On its Southern edge, where the rainforest merges with the Cerrado tropical savanna, native species and indigenous communities coexist in a mosaic of different habitats. Yet, this region now stands as the Amazon’s hottest, driest and most degraded, grappling with advancing agriculture, soaring temperatures, frequent fires and extended dry seasons.
Here, the price paid by those who call this place home is steep – habitat loss and a diminished quality of life as Amazonian riches are given up to commerce and climate change.
Reforesting one of the most deforested regions on Earth
In Southern Amazonia, communities work together to rebuild their forest from the soil upwards, coordinated by initiatives like the Socio-Environmental Institute and the Xingu Seed Network – Brazil’s largest seed network contributing to reforestation efforts.
The network is supported by a team at Brazil’s State University of Mato Grosso (UNEMAT), led by ecologist Beatriz Schwantes Marimon. In partnership with local communities who collect and share seeds, the researchers are developing crucial new knowledge about why trees die, and which species are best adapted to climate change. Their mission is to replace lost trees by collecting, identifying and sowing seeds that have the best possible chances of survival.
“Because of our changing climate and the destruction of our forests, indigenous people are losing their capacity to learn and to read the sorts of environmental signals that would typically help them to decide what to plant and when,” says Professor Schwantes Marimon, who has worked in close collaboration with Professor Oliver Phillips in the University of Leeds School of Geography since 2008.

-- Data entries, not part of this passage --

// Copyright (c) 2025 Steve Wagner (ciroque@live.com)
// SPDX-License-Identifier: MIT

//! Per-invocation state machine.
//!
//! ```text
//! Loaded -> Resolved -> Marshalled -> Invoked -> { Completed | Trapped | Failed }
//! ```
//!
//! Every invocation enters at `Loaded` (the module descriptor exists) and
//! advances one stage at a time; a failure at any step ends it as `Failed`,
//! recording the last stage that was reached.

use crate::errors::HostError;
use crate::host::descriptor::ModuleDescriptor;
use crate::host::invoke::invoke;
use crate::host::marshal::marshal;
use crate::host::resolver::resolve;
use crate::host::trap::TrapKind;
use crate::host::values::HostValue;
use crate::observability::messages::invocation::{
    InvocationCompleted, InvocationFailed, InvocationStarted, InvocationTrapped, StageReached,
};
use crate::traits::engine::ExecutionEngine;
use std::fmt;

/// Stage of a single invocation.
#[derive(Debug, Clone, Copy, PartialEq, Eq)]
pub enum Stage {
    Loaded,
    Resolved,
    Marshalled,
    Invoked,
    Completed,
    Trapped,
    Failed,
}

impl Stage {
    pub fn is_terminal(self) -> bool {
        matches!(self, Stage::Completed | Stage::Trapped | Stage::Failed)
    }
}

impl fmt::Display for Stage {
    fn fmt(&self, f: &mut fmt::Formatter<'_>) -> fmt::Result {
        let name = match self {
            Stage::Loaded => "loaded",
            Stage::Resolved => "resolved",
            Stage::Marshalled => "marshalled",
            Stage::Invoked => "invoked",
            Stage::Completed => "completed",
            Stage::Trapped => "trapped",
            Stage::Failed => "failed",
        };
        f.write_str(name)
    }
}

/// A call by name with textual arguments.
#[derive(Debug, Clone, PartialEq, Eq)]
pub struct InvocationRequest {
    pub function: String,
    pub raw_args: Vec<String>,
}

impl InvocationRequest {
    pub fn new<F, I, S>(function: F, raw_args: I) -> Self
    where
        F: Into<String>,
        I: IntoIterator<Item = S>,
        S: Into<String>,
    {
        Self {
            function: function.into(),
            raw_args: raw_args.into_iter().map(Into::into).collect(),
        }
    }
}

/// Terminal outcome of one invocation.
#[derive(Debug)]
pub enum InvocationResult {
    /// Results in declaration order.
    Completed(Vec<HostValue>),
    /// The guest trapped; the host and the instance's module are unaffected.
    Trapped(TrapKind),
    /// A host-side error; `stage` is the last stage reached before it.
    Failed { stage: Stage, error: HostError },
}

impl InvocationResult {
    pub(crate) fn failed(stage: Stage, error: HostError) -> Self {
        InvocationResult::Failed { stage, error }
    }

    /// The terminal stage this result represents.
    pub fn stage(&self) -> Stage {
        match self {
            InvocationResult::Completed(_) => Stage::Completed,
            InvocationResult::Trapped(_) => Stage::Trapped,
            InvocationResult::Failed { .. } => Stage::Failed,
        }
    }

    pub fn is_completed(&self) -> bool {
        matches!(self, InvocationResult::Completed(_))
    }

    pub fn values(&self) -> Option<&[HostValue]> {
        match self {
            InvocationResult::Completed(values) => Some(values),
            _ => None,
        }
    }

    pub fn trap(&self) -> Option<&TrapKind> {
        match self {
            InvocationResult::Trapped(kind) => Some(kind),
            _ => None,
        }
    }

    pub fn error(&self) -> Option<&HostError> {
        match self {
            InvocationResult::Failed { error, .. } => Some(error),
            _ => None,
        }
    }
}

fn reached(function: &str, stage: Stage) {
    tracing::debug!("{}", StageReached { function, stage });
}

/// Drives `request` through resolve, marshal and invoke on `instance`.
pub fn run<E: ExecutionEngine>(
    engine: &E,
    descriptor: &ModuleDescriptor,
    instance: &mut E::Instance,
    request: &InvocationRequest,
) -> InvocationResult {
    let function = request.function.as_str();
    tracing::info!(
        "{}",
        InvocationStarted {
            function,
            arg_count: request.raw_args.len(),
        }
    );
    reached(function, Stage::Loaded);

    let result = advance(engine, descriptor, instance, request);

    match &result {
        InvocationResult::Completed(values) => tracing::info!(
            "{}",
            InvocationCompleted {
                function,
                result_count: values.len(),
            }
        ),
        InvocationResult::Trapped(trap) => {
            tracing::warn!("{}", InvocationTrapped { function, trap })
        }
        InvocationResult::Failed { stage, error } => tracing::error!(
            "{}",
            InvocationFailed {
                function,
                stage: *stage,
                error,
            }
        ),
    }
    reached(function, result.stage());

    result
}

fn advance<E: ExecutionEngine>(
    engine: &E,
    descriptor: &ModuleDescriptor,
    instance: &mut E::Instance,
    request: &InvocationRequest,
) -> InvocationResult {
    let function = request.function.as_str();

    let handle = match resolve(descriptor, function) {
        Ok(handle) => handle,
        Err(error) => return InvocationResult::failed(Stage::Loaded, error),
    };
    reached(function, Stage::Resolved);

    let args = match marshal(&handle, &request.raw_args) {
        Ok(args) => args,
        Err(error) => return InvocationResult::failed(Stage::Resolved, error),
    };
    reached(function, Stage::Marshalled);

    invoke(engine, instance, &handle, &args)
}

#[cfg(test)]
mod tests {
    use super::*;
    use crate::config::EngineConfig;
    use crate::host::engine::WasmtimeEngine;
    use crate::host::test_modules::math_module;
    use crate::host::values::TypedArgument;

    fn setup() -> (WasmtimeEngine, ModuleDescriptor, wasmtime::Module) {
        let bytes = math_module();
        let engine = WasmtimeEngine::new(&EngineConfig::default()).unwrap();
        let descriptor = ModuleDescriptor::parse(&bytes).unwrap();
        let module = engine.compile(&bytes).unwrap();
        (engine, descriptor, module)
    }

    #[test]
    fn test_request_new() {
        let request = InvocationRequest::new("add", ["2", "3"]);
        assert_eq!(request.function, "add");
        assert_eq!(request.raw_args, vec!["2".to_string(), "3".to_string()]);
    }

    #[test]
    fn test_completed() {
        let (engine, descriptor, module) = setup();
        let mut instance = engine.instantiate(&module).unwrap();

        let result = run(
            &engine,
            &descriptor,
            &mut instance,
            &InvocationRequest::new("add", ["2", "3"]),
        );
        assert_eq!(result.stage(), Stage::Completed);
        assert_eq!(result.values(), Some(&[TypedArgument::I32(5)][..]));
    }

    #[test]
    fn test_resolve_failure_stops_at_loaded() {
        let (engine, descriptor, module) = setup();
        let mut instance = engine.instantiate(&module).unwrap();

        let result = run(
            &engine,
            &descriptor,
            &mut instance,
            &InvocationRequest::new("doesNotExist", Vec::<String>::new()),
        );
        match result {
            InvocationResult::Failed {
                stage: Stage::Loaded,
                error: HostError::NotFound { name },
            } => assert_eq!(name, "doesNotExist"),
            other => panic!("Expected NotFound after Loaded, got {:?}", other),
        }
    }

    #[test]
    fn test_marshal_failure_stops_at_resolved() {
        let (engine, descriptor, module) = setup();
        let mut instance = engine.instantiate(&module).unwrap();

        let result = run(
            &engine,
            &descriptor,
            &mut instance,
            &InvocationRequest::new("add", ["2", "three"]),
        );
        match result {
            InvocationResult::Failed {
                stage: Stage::Resolved,
                error: HostError::TypeMismatch { index: 1, .. },
            } => {}
            other => panic!("Expected TypeMismatch after Resolved, got {:?}", other),
        }
    }

    #[test]
    fn test_trap_is_terminal() {
        let (engine, descriptor, module) = setup();
        let mut instance = engine.instantiate(&module).unwrap();

        let result = run(
            &engine,
            &descriptor,
            &mut instance,
            &InvocationRequest::new("divide", ["7", "0"]),
        );
        assert_eq!(result.trap(), Some(&TrapKind::IntegerDivisionByZero));
        assert!(result.stage().is_terminal());
        assert!(result.error().is_none());
    }
}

Together with University of Leeds researchers, Professor Schwantes Marimon’s team are training and collaborating with women rural seed collectors in the Xingu Seed Network to use scientific methods when they collect, process and identify seeds for reforestation. The research team’s support means that women are more likely to sell seeds which are best adapted to grow in a warmer world, generating income for their families.
Collaborating with community groups like this is just one initiative in UNEMAT’s 15-year partnership with the University. Professor Phillips’ group has provided training, research sabbaticals, computing innovation, and experimental and analytical expertise to conservation efforts on the ground in Mato Grosso.

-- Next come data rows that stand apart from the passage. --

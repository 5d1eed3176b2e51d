// Copyright (c) 2025 Steve Wagner (ciroque@live.com)
// SPDX-License-Identifier: MIT

//! Message types for the per-invocation lifecycle.
//!
//! One invocation walks `Loaded -> Resolved -> Marshalled -> Invoked` and
//! ends `Completed`, `Trapped` or `Failed`; each of these has a message here.

use crate::host::pipeline::Stage;
use crate::host::trap::TrapKind;
use std::fmt::{Display, Formatter};

/// Invocation started.
///
/// # Log Level
/// `info!` - Important operational event
///
/// # Example
/// ```
/// use wasm_invoker::observability::messages::invocation::InvocationStarted;
///
/// let msg = InvocationStarted {
///     function: "add",
///     arg_count: 2,
/// };
///
/// tracing::info!("{}", msg);
/// ```
pub struct InvocationStarted<'a> {
    pub function: &'a str,
    pub arg_count: usize,
}

impl Display for InvocationStarted<'_> {
    fn fmt(&self, f: &mut Formatter) -> std::fmt::Result {
        write!(
            f,
            "Invoking '{}' with {} argument(s)",
            self.function, self.arg_count
        )
    }
}

/// Invocation advanced to a new stage.
///
/// # Log Level
/// `debug!` - Diagnostic detail
pub struct StageReached<'a> {
    pub function: &'a str,
    pub stage: Stage,
}

impl Display for StageReached<'_> {
    fn fmt(&self, f: &mut Formatter) -> std::fmt::Result {
        write!(f, "Invocation of '{}' reached {}", self.function, self.stage)
    }
}

/// Invocation completed with results.
///
/// # Log Level
/// `info!` - Important operational event
pub struct InvocationCompleted<'a> {
    pub function: &'a str,
    pub result_count: usize,
}

impl Display for InvocationCompleted<'_> {
    fn fmt(&self, f: &mut Formatter) -> std::fmt::Result {
        write!(
            f,
            "Invocation of '{}' completed with {} result(s)",
            self.function, self.result_count
        )
    }
}

/// Guest trapped during the call.
///
/// # Log Level
/// `warn!` - Guest fault, host unaffected
///
/// # Example
/// ```
/// use wasm_invoker::host::TrapKind;
/// use wasm_invoker::observability::messages::invocation::InvocationTrapped;
///
/// let msg = InvocationTrapped {
///     function: "divide",
///     trap: &TrapKind::IntegerDivisionByZero,
/// };
///
/// tracing::warn!("{}", msg);
/// ```
pub struct InvocationTrapped<'a> {
    pub function: &'a str,
    pub trap: &'a TrapKind,
}

impl Display for InvocationTrapped<'_> {
    fn fmt(&self, f: &mut Formatter) -> std::fmt::Result {
        write!(f, "Invocation of '{}' trapped: {}", self.function, self.trap)
    }
}

/// Invocation failed before or outside guest execution.
///
/// # Log Level
/// `error!` - Failure requiring attention
pub struct InvocationFailed<'a> {
    pub function: &'a str,
    pub stage: Stage,
    pub error: &'a dyn std::error::Error,
}

impl Display for InvocationFailed<'_> {
    fn fmt(&self, f: &mut Formatter) -> std::fmt::Result {
        write!(
            f,
            "Invocation of '{}' failed after {}: {}",
            self.function, self.stage, self.error
        )
    }
}
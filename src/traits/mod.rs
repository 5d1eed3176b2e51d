// Copyright (c) 2025 Steve Wagner (ciroque@live.com)
// SPDX-License-Identifier: MIT

pub mod engine;

pub use engine::{EngineExport, EngineFault, ExecutionEngine};
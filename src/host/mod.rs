// Copyright (c) 2025 Steve Wagner (ciroque@live.com)
// SPDX-License-Identifier: MIT

//! Loading, resolving, marshalling and invoking WebAssembly modules.
//!
//! The host never interprets guest code. It parses a module's export table
//! ([`descriptor`]), resolves exports by name ([`resolver`]), converts textual
//! arguments into typed values ([`marshal`]), delegates the call to an
//! [`ExecutionEngine`](crate::traits::ExecutionEngine) ([`invoke`]) and turns
//! raw engine results back into host numbers ([`unmarshal`]).
//!
//! [`pipeline`] ties those steps into the per-invocation state machine and
//! [`runtime::WasmHost`] is the embedding entry point.

pub mod descriptor;
pub mod engine;
pub mod invoke;
pub mod loader;
pub mod marshal;
pub mod pipeline;
pub mod resolver;
pub mod runtime;
pub mod trap;
pub mod types;
pub mod unmarshal;
pub mod values;

#[cfg(test)]
pub(crate) mod test_modules;

pub use descriptor::{ExportEntry, ImportRequirement, ModuleDescriptor};
pub use engine::{WasmtimeEngine, WasmtimeInstance};
pub use pipeline::{InvocationRequest, InvocationResult, Stage};
pub use resolver::{resolve, resolve_function, ExportHandle};
pub use runtime::{LoadedModule, WasmHost};
pub use trap::TrapKind;
pub use types::{ExportKind, ExportType, FunctionSignature, ValueType};
pub use values::{HostValue, RawValue, TypedArgument};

Empowering communities for data-driven field research
“Together, our biggest challenge is to create communities who are measuring forests and learning how they are responding to climate change,” says Professor Phillips. “Working with Beatriz’s team at UNEMAT, we share a vision of building scientific understanding while also increasing equity. This means creating more opportunities for the Amazon rainforest’s people to study their 15,000 tree species, and to lead their own research.”

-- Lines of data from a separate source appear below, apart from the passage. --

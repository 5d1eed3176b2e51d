// Copyright (c) 2025 Steve Wagner (ciroque@live.com)
// SPDX-License-Identifier: MIT

use crate::errors::{HostError, HostResult};
use crate::host::trap::TrapKind;
use serde::Deserialize;
use serde_yaml::Value;
use std::fs;
use std::path::{Path, PathBuf};

/// Suite file as written on disk.
///
/// # Example
/// ```yaml
/// module: math.wasm
/// cases:
///   - function: add
///     args: [2, 3]
///     expect: [5]
///   - function: divide
///     args: ["7", "0"]
///     expect_trap: integer_division_by_zero
/// ```
#[derive(Debug, Deserialize)]
pub struct SuiteConfig {
    pub module: String,
    #[serde(default)]
    pub cases: Vec<CaseConfig>,
}

#[derive(Debug, Deserialize)]
pub struct CaseConfig {
    pub function: String,
    #[serde(default)]
    pub args: Vec<Value>,
    pub expect: Option<Vec<Value>>,
    pub expect_trap: Option<String>,
}

/// What a case must produce to pass.
#[derive(Debug, Clone, PartialEq)]
pub enum Expectation {
    /// Completes with exactly these values, given in textual form.
    Values(Vec<String>),
    /// Traps with this kind.
    Trap(TrapKind),
    /// Completes, whatever the results.
    Completes,
}

#[derive(Debug, Clone, PartialEq)]
pub struct SuiteCase {
    pub function: String,
    pub args: Vec<String>,
    pub expectation: Expectation,
}

/// A validated suite, with the module path resolved against the suite file.
#[derive(Debug, Clone, PartialEq)]
pub struct SuiteDefinition {
    pub module: PathBuf,
    pub cases: Vec<SuiteCase>,
}

/// Load and validate a suite from a YAML file.
pub fn load_suite<P: AsRef<Path>>(path: P) -> HostResult<SuiteDefinition> {
    let path = path.as_ref();
    let content = fs::read_to_string(path)?;
    let base_dir = path.parent().unwrap_or_else(|| Path::new(""));
    parse_suite(&content, base_dir)
}

/// Parse suite YAML; a relative `module` path is taken relative to `base_dir`.
pub fn parse_suite(content: &str, base_dir: &Path) -> HostResult<SuiteDefinition> {
    let cfg: SuiteConfig = serde_yaml::from_str(content)?;

    if cfg.cases.is_empty() {
        return Err(HostError::Config("Suite defines no cases".to_string()));
    }

    let cases = cfg
        .cases
        .into_iter()
        .enumerate()
        .map(|(index, case)| build_case(index, case))
        .collect::<HostResult<Vec<_>>>()?;

    Ok(SuiteDefinition {
        module: base_dir.join(cfg.module),
        cases,
    })
}

fn build_case(index: usize, case: CaseConfig) -> HostResult<SuiteCase> {
    let args = case
        .args
        .iter()
        .map(|v| scalar_text(index, v))
        .collect::<HostResult<Vec<_>>>()?;

    let expectation = match (case.expect, case.expect_trap) {
        (Some(_), Some(_)) => {
            return Err(HostError::Config(format!(
                "Case #{} ({}) sets both 'expect' and 'expect_trap'",
                index, case.function
            )))
        }
        (Some(values), None) => Expectation::Values(
            values
                .iter()
                .map(|v| scalar_text(index, v))
                .collect::<HostResult<Vec<_>>>()?,
        ),
        (None, Some(trap)) => Expectation::Trap(trap.parse::<TrapKind>().map_err(|e| {
            HostError::Config(format!("Case #{} ({}): {}", index, case.function, e))
        })?),
        (None, None) => Expectation::Completes,
    };

    Ok(SuiteCase {
        function: case.function,
        args,
        expectation,
    })
}

/// Textual form of a YAML scalar, so `3`, `"3"` and `-.inf` all work as values.
fn scalar_text(index: usize, value: &Value) -> HostResult<String> {
    match value {
        Value::String(s) => Ok(s.clone()),
        Value::Number(n) => match n.as_f64() {
            Some(f) if n.is_f64() && f.is_nan() => Ok("nan".to_string()),
            Some(f) if n.is_f64() && f.is_infinite() => {
                Ok(if f > 0.0 { "inf" } else { "-inf" }.to_string())
            }
            _ => Ok(n.to_string()),
        },
        other => Err(HostError::Config(format!(
            "Case #{}: values must be numbers or strings, got {:?}",
            index, other
        ))),
    }
}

As part of their longer-term monitoring efforts, Professor Schwantes Marimon’s research group has created a network of long-term forest monitoring sites across Mato Grosso, connecting these with the pan-Amazon RAINFOR network and the pan-tropical ForestPlots.net initiative, led at the University of Leeds by Professor Phillips.
“It’s very important for us to have a platform like RAINFOR to support our work collecting, extracting and organising forest management data,” says Professor Schwantes Marimon. “We maintain and monitor the plots and carry out inventories, and our partners in Leeds provide us with training and support us to standardise our research protocols.”
Through the global ForestPlots.net network, UNEMAT and the University of Leeds are part of a much wider global community of tropical researchers, powering research with open data. It brings together teams from 64 countries to measure forests tree-by-tree in 6,900 long-term plots. These collaborations have so far revealed long-term carbon sinks, identified forest processes affected by climate change, and uncovered how tropical forests might respond to different future scenarios.
Roots of change
The network is building capacity for more equitable grassroots research, ushering in a quiet revolution for tropical forest science. As digital tools become more prevalent, Social Research Networks like these drive scientific agendas that are informed not by satellites or machine models, but by people. “We need fieldwork from those in contact with the trees and the communities they support, because, without this, we may simply lose touch with the systems we are trying to protect,” says Professor Phillips.
Now, 15 years into their research partnership with the University of Leeds, UNEMAT exemplifies the vision of empowering communities. “Many of our students are from poor families, they have not seen the world. So, exposing them to the wider academic community helps them to see they have the potential to become independent researchers,” says Professor Schwantes Marimon, who has seen a flourishing of postgraduate and doctoral training at UNEMAT in recent years, along with more potential students and community groups interested, motivated and educated to respond to the challenges of reforestation and Amazon conservation.
“Our students are now participating in international projects, and we also see our alumni going out into the world to teach and become Professors,” she continues. “But perhaps more importantly, our strong scientific expertise means we’re now consulted on political decisions about conservation. Step-by-step, the roots of change are slowly growing.”